» **Your goal**: Down to the last character, write out the records below.

Dataset entries:
□ □ □ □ □ □ □

use serde_json::json;
use wiremock::matchers::{body_json, header, method, path};
use wiremock::{Mock, MockServer, ResponseTemplate};

/// Mount a `/refresh-access` endpoint that trades `refresh_token` for `new_access`.
#[allow(dead_code)]
pub async fn mount_refresh_success(
    server: &MockServer,
    refresh_token: &str,
    new_access: &str,
    expected_calls: u64,
) {
    Mock::given(method("POST"))
        .and(path("/refresh-access"))
        .and(body_json(json!({ "refreshToken": refresh_token })))
        .respond_with(ResponseTemplate::new(200).set_body_json(json!({
            "success": true,
            "data": { "accessToken": new_access }
        })))
        .expect(expected_calls)
        .mount(server)
        .await;
}

/// Mount a `/refresh-access` endpoint that rejects every refresh token.
#[allow(dead_code)]
pub async fn mount_refresh_rejected(server: &MockServer, expected_calls: u64) {
    Mock::given(method("POST"))
        .and(path("/refresh-access"))
        .respond_with(ResponseTemplate::new(401).set_body_json(json!({
            "error": { "message": "Error: jwt expired", "code": "TOKEN_EXPIRED" }
        })))
        .expect(expected_calls)
        .mount(server)
        .await;
}

/// Mount `GET <route>` answering 401 for `Bearer <stale>` and `body` for `Bearer <fresh>`.
#[allow(dead_code)]
pub async fn mount_token_gated_get(
    server: &MockServer,
    route: &str,
    stale: &str,
    fresh: &str,
    body: serde_json::Value,
) {
    Mock::given(method("GET"))
        .and(path(route))
        .and(header("Authorization", format!("Bearer {stale}").as_str()))
        .respond_with(ResponseTemplate::new(401).set_body_json(json!({
            "error": { "message": "jwt expired", "code": "TOKEN_EXPIRED" }
        })))
        .mount(server)
        .await;

    Mock::given(method("GET"))
        .and(path(route))
        .and(header("Authorization", format!("Bearer {fresh}").as_str()))
        .respond_with(ResponseTemplate::new(200).set_body_json(body))
        .mount(server)
        .await;
}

□ □ □ □ □ □ □

» **Written reply**:
use serde_json::json;
use wiremock::matchers::{body_json, header, method, path};
use wiremock::{Mock, MockServer, ResponseTemplate};

/// Mount a `/refresh-access` endpoint that trades `refresh_token` for `new_access`.
#[allow(dead_code)]
pub async fn mount_refresh_success(
    server: &MockServer,
    refresh_token: &str,
    new_access: &str,
    expected_calls: u64,
) {
    Mock::given(method("POST"))
        .and(path("/refresh-access"))
        .and(body_json(json!({ "refreshToken": refresh_token })))
        .respond_with(ResponseTemplate::new(200).set_body_json(json!({
            "success": true,
            "data": { "accessToken": new_access }
        })))
        .expect(expected_calls)
        .mount(server)
        .await;
}

/// Mount a `/refresh-access` endpoint that rejects every refresh token.
#[allow(dead_code)]
pub async fn mount_refresh_rejected(server: &MockServer, expected_calls: u64) {
    Mock::given(method("POST"))
        .and(path("/refresh-access"))
        .respond_with(ResponseTemplate::new(401).set_body_json(json!({
            "error": { "message": "Error: jwt expired", "code": "TOKEN_EXPIRED" }
        })))
        .expect(expected_calls)
        .mount(server)
        .await;
}

/// Mount `GET <route>` answering 401 for `Bearer <stale>` and `body` for `Bearer <fresh>`.
#[allow(dead_code)]
pub async fn mount_token_gated_get(
    server: &MockServer,
    route: &str,
    stale: &str,
    fresh: &str,
    body: serde_json::Value,
) {
    Mock::given(method("GET"))
        .and(path(route))
        .and(header("Authorization", format!("Bearer {stale}").as_str()))
        .respond_with(ResponseTemplate::new(401).set_body_json(json!({
            "error": { "message": "jwt expired", "code": "TOKEN_EXPIRED" }
        })))
        .mount(server)
        .await;

    Mock::given(method("GET"))
        .and(path(route))
        .and(header("Authorization", format!("Bearer {fresh}").as_str()))
        .respond_with(ResponseTemplate::new(200).set_body_json(body))
        .mount(server)
        .await;
}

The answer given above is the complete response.